■ **Task brief**
Nothing in the data may be altered, so output all of it exactly.

■ **Provided data**

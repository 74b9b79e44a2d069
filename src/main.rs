use dotenvy::dotenv;
use std::{env, time::Duration};
use stock_buddy::{
    bot::{self, BotData},
    config::{database, settings, users},
    core::{product, retention, store::Store},
    errors::{Error, Result},
};
use tracing::{error, info, warn};
use tracing_subscriber::EnvFilter;

const SECONDS_PER_HOUR: u64 = 60 * 60;

#[tokio::main]
async fn main() -> Result<()> {
    // 1. Load .env before anything reads the environment
    dotenv().ok();

    // 2. Initialize tracing
    tracing_subscriber::fmt()
        .with_env_filter(
            EnvFilter::try_from_default_env().unwrap_or_else(|_| EnvFilter::new("info")),
        )
        .init();

    // 3. Load settings
    let settings = settings::load_default_settings()
        .inspect_err(|e| error!("Failed to load settings: {}", e))?;
    info!(
        retention_days = settings.retention_days,
        policy = ?settings.negative_stock_policy,
        "Settings loaded"
    );

    // 4. Connect and make sure the schema exists
    let db = database::create_connection()
        .await
        .inspect_err(|e| error!("Failed to connect to database: {}", e))?;
    database::create_tables(&db)
        .await
        .inspect(|_| info!("Database schema ready"))?;
    let store = Store::new(db);

    // 5. Seed the catalog
    product::seed_products(&store, &settings.products).await?;

    // 6. Start the retention sweeper
    let _sweeper = retention::spawn_retention_task(
        store.clone(),
        settings.retention_days,
        Duration::from_secs(settings.sweep_interval_hours * SECONDS_PER_HOUR),
    );

    // 7. Run the bot
    let token = env::var("DISCORD_BOT_TOKEN")
        .inspect_err(|e| error!("DISCORD_BOT_TOKEN not found: {}", e))
        .map_err(Error::EnvVar)?;

    let admins = users::get_admin_ids();
    if admins.is_empty() {
        warn!("ADMIN_USER_IDS is empty; admin commands will be unavailable");
    }

    bot::run_bot(token, BotData::new(store, settings, admins)).await
}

■ **Output of the exercise**
repository 74b9b79e44a2d069
filename src/main.rs
use dotenvy::dotenv;
use std::{env, time::Duration};
use stock_buddy::{
    bot::{self, BotData},
    config::{database, settings, users},
    core::{product, retention, store::Store},
    errors::{Error, Result},
};
use tracing::{error, info, warn};
use tracing_subscriber::EnvFilter;

const SECONDS_PER_HOUR: u64 = 60 * 60;

#[tokio::main]
async fn main() -> Result<()> {
    // 1. Load .env before anything reads the environment
    dotenv().ok();

    // 2. Initialize tracing
    tracing_subscriber::fmt()
        .with_env_filter(
            EnvFilter::try_from_default_env().unwrap_or_else(|_| EnvFilter::new("info")),
        )
        .init();

    // 3. Load settings
    let settings = settings::load_default_settings()
        .inspect_err(|e| error!("Failed to load settings: {}", e))?;
    info!(
        retention_days = settings.retention_days,
        policy = ?settings.negative_stock_policy,
        "Settings loaded"
    );

    // 4. Connect and make sure the schema exists
    let db = database::create_connection()
        .await
        .inspect_err(|e| error!("Failed to connect to database: {}", e))?;
    database::create_tables(&db)
        .await
        .inspect(|_| info!("Database schema ready"))?;
    let store = Store::new(db);

    // 5. Seed the catalog
    product::seed_products(&store, &settings.products).await?;

    // 6. Start the retention sweeper
    let _sweeper = retention::spawn_retention_task(
        store.clone(),
        settings.retention_days,
        Duration::from_secs(settings.sweep_interval_hours * SECONDS_PER_HOUR),
    );

    // 7. Run the bot
    let token = env::var("DISCORD_BOT_TOKEN")
        .inspect_err(|e| error!("DISCORD_BOT_TOKEN not found: {}", e))
        .map_err(Error::EnvVar)?;

    let admins = users::get_admin_ids();
    if admins.is_empty() {
        warn!("ADMIN_USER_IDS is empty; admin commands will be unavailable");
    }

    bot::run_bot(token, BotData::new(store, settings, admins)).await
}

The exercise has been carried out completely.